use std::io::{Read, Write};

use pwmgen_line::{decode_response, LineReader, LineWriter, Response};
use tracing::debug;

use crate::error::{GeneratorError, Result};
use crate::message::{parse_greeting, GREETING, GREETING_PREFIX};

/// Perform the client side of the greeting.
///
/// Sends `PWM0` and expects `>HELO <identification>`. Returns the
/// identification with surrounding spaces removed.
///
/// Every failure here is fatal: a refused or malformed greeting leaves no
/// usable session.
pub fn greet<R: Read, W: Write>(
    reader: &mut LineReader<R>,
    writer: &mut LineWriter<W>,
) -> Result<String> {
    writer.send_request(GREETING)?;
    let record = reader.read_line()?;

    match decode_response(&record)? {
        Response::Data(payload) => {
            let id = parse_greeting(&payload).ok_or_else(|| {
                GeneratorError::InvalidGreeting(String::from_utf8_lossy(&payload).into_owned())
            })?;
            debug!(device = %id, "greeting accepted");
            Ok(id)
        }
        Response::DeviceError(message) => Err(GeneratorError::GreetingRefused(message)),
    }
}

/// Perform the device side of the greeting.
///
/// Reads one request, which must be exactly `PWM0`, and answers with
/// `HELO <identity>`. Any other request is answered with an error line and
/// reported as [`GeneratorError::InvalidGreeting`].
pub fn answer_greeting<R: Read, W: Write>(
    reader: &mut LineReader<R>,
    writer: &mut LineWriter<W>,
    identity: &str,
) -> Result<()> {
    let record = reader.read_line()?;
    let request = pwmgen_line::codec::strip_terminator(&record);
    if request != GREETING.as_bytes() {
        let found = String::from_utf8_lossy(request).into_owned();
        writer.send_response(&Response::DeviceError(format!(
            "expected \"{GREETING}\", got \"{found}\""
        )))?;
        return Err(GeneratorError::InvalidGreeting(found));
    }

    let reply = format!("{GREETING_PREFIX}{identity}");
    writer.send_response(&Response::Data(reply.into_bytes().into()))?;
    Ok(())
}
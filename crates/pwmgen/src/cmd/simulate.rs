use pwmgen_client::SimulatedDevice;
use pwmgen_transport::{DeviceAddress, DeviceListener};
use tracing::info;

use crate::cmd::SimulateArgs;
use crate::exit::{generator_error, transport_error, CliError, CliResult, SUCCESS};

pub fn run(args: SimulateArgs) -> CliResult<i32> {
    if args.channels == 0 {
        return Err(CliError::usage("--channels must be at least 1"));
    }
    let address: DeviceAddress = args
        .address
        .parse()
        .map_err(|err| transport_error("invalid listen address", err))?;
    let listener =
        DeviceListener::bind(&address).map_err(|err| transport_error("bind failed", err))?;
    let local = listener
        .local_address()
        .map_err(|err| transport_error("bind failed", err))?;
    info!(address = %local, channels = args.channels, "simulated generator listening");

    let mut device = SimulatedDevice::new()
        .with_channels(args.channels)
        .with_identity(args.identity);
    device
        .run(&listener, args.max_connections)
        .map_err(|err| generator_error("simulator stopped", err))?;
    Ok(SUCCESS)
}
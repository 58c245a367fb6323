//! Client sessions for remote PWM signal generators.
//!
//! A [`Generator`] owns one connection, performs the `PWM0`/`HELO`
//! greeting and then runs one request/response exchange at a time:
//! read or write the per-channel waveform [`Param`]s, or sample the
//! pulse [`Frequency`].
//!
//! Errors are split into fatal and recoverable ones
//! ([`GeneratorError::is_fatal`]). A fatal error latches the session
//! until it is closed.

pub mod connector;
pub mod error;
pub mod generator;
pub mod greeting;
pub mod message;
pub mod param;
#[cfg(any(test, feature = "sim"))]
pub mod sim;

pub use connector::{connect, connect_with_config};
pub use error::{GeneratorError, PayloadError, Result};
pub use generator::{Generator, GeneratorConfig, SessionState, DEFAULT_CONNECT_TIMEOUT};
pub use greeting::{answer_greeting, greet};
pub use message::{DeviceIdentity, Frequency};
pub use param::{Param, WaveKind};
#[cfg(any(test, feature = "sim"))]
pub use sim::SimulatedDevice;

⁂

**Your task**: Restate word for word only the lines running from the beginning of the data to the line holding "let found = String::from_utf8_lossy(request).into_owned();", both included.

**Answer space**:
use std::io::{Read, Write};

use pwmgen_line::{decode_response, LineReader, LineWriter, Response};
use tracing::debug;

use crate::error::{GeneratorError, Result};
use crate::message::{parse_greeting, GREETING, GREETING_PREFIX};

/// Perform the client side of the greeting.
///
/// Sends `PWM0` and expects `>HELO <identification>`. Returns the
/// identification with surrounding spaces removed.
///
/// Every failure here is fatal: a refused or malformed greeting leaves no
/// usable session.
pub fn greet<R: Read, W: Write>(
    reader: &mut LineReader<R>,
    writer: &mut LineWriter<W>,
) -> Result<String> {
    writer.send_request(GREETING)?;
    let record = reader.read_line()?;

    match decode_response(&record)? {
        Response::Data(payload) => {
            let id = parse_greeting(&payload).ok_or_else(|| {
                GeneratorError::InvalidGreeting(String::from_utf8_lossy(&payload).into_owned())
            })?;
            debug!(device = %id, "greeting accepted");
            Ok(id)
        }
        Response::DeviceError(message) => Err(GeneratorError::GreetingRefused(message)),
    }
}

/// Perform the device side of the greeting.
///
/// Reads one request, which must be exactly `PWM0`, and answers with
/// `HELO <identity>`. Any other request is answered with an error line and
/// reported as [`GeneratorError::InvalidGreeting`].
pub fn answer_greeting<R: Read, W: Write>(
    reader: &mut LineReader<R>,
    writer: &mut LineWriter<W>,
    identity: &str,
) -> Result<()> {
    let record = reader.read_line()?;
    let request = pwmgen_line::codec::strip_terminator(&record);
    if request != GREETING.as_bytes() {
        let found = String::from_utf8_lossy(request).into_owned();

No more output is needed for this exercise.